Activity: Could you set down exactly the lines of the data below, starting at the one that holds "type Addr: Address;" and ending at the one that holds "const XLEN_BITS: u32 = 32;", both included, and only those?

Material supplied:
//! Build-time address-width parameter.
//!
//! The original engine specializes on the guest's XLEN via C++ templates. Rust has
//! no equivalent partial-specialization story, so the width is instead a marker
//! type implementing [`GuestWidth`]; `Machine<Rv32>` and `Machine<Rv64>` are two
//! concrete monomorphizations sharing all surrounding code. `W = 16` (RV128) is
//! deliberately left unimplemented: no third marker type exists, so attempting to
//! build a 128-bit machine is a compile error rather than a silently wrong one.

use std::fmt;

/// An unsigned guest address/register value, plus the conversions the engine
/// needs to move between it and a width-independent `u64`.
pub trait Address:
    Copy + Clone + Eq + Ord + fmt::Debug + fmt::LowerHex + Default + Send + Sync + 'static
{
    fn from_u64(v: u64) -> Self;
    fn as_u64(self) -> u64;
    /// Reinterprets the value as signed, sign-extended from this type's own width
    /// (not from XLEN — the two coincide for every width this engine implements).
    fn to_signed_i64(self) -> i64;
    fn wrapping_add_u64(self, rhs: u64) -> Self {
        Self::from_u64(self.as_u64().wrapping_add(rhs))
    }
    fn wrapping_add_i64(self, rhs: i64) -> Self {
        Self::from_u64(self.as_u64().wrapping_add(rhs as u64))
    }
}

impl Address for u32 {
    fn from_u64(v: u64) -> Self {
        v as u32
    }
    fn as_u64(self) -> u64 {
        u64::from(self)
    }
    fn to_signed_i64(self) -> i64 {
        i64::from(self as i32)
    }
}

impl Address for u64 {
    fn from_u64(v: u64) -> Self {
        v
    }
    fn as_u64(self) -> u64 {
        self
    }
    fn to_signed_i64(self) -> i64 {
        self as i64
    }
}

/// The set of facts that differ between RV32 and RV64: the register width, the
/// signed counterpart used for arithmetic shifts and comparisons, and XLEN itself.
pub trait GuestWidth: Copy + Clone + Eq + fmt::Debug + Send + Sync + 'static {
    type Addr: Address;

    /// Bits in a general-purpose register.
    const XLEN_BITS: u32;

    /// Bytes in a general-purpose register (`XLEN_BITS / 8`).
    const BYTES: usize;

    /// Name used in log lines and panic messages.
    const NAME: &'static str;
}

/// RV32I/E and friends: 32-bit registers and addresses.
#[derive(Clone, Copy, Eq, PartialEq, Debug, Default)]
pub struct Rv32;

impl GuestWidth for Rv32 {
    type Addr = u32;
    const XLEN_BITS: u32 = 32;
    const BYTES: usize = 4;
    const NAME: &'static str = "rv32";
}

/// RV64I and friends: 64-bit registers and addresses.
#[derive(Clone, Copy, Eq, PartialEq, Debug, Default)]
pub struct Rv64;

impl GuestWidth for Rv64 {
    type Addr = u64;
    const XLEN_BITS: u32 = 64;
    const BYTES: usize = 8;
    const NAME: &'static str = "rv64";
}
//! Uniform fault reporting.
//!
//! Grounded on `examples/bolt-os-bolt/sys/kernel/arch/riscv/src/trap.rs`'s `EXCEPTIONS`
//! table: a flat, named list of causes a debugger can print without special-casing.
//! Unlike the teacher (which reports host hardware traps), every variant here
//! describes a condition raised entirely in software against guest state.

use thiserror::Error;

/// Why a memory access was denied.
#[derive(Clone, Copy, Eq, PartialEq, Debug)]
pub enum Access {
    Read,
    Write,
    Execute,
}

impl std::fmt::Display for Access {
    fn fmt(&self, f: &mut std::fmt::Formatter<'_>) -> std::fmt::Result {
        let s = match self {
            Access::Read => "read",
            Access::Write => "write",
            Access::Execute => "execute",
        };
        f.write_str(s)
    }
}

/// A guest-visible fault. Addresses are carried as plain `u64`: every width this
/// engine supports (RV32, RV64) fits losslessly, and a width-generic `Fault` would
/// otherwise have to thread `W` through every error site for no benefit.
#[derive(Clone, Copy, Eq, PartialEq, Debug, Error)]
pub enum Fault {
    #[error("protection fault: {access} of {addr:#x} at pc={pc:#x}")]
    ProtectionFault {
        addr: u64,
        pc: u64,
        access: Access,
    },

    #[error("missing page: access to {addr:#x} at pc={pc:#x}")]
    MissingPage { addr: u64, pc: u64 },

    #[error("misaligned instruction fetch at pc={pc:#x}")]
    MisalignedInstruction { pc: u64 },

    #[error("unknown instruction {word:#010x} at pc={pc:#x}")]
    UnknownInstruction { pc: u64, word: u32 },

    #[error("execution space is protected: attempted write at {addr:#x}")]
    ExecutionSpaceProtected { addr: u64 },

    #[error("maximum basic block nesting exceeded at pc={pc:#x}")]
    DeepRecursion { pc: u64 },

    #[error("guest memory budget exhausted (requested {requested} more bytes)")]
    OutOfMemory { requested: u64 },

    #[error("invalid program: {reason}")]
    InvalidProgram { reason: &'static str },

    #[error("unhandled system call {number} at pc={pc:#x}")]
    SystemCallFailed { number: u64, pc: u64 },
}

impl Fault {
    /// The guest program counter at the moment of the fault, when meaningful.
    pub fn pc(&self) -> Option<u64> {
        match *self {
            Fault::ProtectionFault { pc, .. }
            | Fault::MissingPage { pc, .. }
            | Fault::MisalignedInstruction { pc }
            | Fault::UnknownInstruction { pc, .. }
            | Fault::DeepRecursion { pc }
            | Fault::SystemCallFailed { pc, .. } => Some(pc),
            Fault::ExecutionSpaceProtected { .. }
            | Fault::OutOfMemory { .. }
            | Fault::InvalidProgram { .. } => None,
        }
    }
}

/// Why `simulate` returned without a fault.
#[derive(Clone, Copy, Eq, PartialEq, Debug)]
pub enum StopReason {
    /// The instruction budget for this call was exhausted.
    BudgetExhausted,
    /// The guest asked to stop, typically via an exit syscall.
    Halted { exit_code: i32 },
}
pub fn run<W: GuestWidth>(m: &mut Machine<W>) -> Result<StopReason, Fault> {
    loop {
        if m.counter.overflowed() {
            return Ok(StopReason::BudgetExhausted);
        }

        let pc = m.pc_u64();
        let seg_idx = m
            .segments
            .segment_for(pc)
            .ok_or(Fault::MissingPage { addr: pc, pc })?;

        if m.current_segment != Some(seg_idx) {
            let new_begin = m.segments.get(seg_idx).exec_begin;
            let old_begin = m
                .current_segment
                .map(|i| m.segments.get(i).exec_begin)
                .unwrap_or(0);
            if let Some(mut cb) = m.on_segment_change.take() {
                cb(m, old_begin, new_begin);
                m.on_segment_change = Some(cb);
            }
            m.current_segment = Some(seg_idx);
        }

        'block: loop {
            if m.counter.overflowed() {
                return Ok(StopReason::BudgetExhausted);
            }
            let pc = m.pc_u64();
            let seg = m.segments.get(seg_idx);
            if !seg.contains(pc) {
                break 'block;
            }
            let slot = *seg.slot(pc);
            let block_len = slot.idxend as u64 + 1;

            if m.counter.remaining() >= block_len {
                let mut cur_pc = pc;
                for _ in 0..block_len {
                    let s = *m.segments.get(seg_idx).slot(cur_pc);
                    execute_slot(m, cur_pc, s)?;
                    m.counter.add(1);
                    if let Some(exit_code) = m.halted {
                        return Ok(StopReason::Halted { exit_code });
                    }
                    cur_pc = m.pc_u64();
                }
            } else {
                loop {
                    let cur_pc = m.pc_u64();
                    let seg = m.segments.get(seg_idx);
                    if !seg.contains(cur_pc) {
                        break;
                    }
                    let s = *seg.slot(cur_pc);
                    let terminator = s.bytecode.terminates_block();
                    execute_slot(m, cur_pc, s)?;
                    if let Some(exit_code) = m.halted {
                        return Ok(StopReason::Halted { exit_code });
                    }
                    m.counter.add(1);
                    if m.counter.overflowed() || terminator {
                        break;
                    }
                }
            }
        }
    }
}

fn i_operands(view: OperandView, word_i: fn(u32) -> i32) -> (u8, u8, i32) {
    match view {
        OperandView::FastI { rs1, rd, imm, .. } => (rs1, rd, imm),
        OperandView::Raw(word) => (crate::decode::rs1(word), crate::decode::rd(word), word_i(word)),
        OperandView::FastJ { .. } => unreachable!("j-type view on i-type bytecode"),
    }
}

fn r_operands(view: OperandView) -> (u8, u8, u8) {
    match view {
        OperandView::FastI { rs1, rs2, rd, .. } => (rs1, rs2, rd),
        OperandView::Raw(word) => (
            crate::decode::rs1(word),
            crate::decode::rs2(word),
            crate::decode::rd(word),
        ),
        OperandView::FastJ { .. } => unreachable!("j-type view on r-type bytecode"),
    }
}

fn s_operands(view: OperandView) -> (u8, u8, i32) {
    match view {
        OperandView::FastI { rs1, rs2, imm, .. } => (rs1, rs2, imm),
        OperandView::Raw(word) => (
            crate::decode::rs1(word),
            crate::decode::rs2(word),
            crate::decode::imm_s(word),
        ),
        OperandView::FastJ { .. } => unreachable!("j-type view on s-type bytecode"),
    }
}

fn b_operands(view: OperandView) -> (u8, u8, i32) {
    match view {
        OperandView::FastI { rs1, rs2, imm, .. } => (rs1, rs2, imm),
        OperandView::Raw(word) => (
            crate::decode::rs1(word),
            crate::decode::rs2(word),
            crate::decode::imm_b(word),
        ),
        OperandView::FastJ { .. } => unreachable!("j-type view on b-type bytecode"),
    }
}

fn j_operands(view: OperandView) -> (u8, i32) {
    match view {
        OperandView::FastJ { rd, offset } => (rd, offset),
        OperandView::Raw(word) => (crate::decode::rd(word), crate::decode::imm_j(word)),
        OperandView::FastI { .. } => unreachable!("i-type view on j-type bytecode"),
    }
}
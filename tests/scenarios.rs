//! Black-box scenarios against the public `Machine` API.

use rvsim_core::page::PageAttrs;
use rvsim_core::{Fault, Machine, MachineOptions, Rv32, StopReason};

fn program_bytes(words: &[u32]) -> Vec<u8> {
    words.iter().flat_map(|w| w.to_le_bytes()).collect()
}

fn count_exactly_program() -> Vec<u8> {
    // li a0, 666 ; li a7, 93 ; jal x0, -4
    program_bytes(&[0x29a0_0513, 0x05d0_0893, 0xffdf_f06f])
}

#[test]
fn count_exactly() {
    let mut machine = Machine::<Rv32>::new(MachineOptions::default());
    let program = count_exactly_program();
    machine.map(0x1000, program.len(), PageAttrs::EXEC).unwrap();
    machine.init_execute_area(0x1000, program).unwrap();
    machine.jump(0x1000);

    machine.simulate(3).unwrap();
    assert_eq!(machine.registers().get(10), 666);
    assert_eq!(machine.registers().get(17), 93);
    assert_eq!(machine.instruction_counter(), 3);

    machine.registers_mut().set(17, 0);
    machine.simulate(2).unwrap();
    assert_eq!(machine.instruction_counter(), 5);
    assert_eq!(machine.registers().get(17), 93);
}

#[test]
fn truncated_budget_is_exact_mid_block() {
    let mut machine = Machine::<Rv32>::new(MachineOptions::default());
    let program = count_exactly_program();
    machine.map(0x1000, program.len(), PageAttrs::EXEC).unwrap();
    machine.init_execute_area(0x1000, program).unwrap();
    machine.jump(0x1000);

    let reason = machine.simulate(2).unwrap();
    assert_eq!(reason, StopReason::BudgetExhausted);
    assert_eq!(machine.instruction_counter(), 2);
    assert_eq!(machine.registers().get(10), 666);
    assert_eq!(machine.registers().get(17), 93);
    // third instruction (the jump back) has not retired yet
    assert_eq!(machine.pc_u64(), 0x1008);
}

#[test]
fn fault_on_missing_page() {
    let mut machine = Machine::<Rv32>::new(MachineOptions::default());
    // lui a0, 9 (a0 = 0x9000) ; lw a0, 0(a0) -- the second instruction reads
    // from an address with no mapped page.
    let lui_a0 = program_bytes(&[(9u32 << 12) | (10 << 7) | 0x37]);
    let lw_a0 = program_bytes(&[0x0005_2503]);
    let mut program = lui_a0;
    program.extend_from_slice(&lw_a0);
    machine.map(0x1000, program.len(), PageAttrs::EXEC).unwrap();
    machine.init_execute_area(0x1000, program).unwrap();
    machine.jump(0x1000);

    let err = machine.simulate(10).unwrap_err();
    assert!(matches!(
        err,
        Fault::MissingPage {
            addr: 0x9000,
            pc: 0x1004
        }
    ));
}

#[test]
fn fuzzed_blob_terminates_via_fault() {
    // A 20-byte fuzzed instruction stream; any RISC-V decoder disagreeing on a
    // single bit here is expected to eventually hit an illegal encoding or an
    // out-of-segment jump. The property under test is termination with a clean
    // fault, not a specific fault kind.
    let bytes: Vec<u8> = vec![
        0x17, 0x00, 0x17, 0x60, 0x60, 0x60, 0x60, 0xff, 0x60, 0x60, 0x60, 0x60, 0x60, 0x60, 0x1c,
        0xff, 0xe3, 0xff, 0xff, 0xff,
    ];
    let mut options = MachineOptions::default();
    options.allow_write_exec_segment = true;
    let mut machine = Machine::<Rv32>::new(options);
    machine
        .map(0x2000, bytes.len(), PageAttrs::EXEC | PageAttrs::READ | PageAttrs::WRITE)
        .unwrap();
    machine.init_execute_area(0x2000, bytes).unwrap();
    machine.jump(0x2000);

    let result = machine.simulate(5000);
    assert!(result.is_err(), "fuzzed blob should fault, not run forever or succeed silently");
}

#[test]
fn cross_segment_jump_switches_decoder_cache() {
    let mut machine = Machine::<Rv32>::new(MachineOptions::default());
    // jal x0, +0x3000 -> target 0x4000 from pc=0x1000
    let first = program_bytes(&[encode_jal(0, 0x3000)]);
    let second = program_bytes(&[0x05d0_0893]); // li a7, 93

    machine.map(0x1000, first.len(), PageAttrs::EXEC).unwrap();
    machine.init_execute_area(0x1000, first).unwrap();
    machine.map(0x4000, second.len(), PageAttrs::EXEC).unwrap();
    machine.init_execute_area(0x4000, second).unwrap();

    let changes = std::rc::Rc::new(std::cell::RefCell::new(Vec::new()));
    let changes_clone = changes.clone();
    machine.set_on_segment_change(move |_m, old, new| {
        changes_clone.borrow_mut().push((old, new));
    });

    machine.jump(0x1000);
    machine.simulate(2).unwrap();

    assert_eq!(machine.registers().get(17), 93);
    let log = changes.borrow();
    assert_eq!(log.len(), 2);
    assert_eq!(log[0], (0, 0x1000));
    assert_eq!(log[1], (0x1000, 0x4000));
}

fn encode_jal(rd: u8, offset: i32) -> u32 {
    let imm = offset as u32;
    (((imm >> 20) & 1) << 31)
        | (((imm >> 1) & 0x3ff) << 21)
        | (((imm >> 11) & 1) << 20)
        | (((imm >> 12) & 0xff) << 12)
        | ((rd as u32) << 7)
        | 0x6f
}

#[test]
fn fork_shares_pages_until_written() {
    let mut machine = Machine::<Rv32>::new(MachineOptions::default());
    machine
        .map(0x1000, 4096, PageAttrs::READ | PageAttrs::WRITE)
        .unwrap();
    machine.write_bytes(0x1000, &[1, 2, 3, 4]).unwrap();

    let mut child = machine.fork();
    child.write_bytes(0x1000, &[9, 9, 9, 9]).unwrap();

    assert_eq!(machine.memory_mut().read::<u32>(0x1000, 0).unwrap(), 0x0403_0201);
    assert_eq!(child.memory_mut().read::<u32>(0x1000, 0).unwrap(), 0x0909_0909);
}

Response:
    type Addr: Address;

    /// Bits in a general-purpose register.
    const XLEN_BITS: u32;

    /// Bytes in a general-purpose register (`XLEN_BITS / 8`).
    const BYTES: usize;

    /// Name used in log lines and panic messages.
    const NAME: &'static str;
}

/// RV32I/E and friends: 32-bit registers and addresses.
#[derive(Clone, Copy, Eq, PartialEq, Debug, Default)]
pub struct Rv32;

impl GuestWidth for Rv32 {
    type Addr = u32;
    const XLEN_BITS: u32 = 32;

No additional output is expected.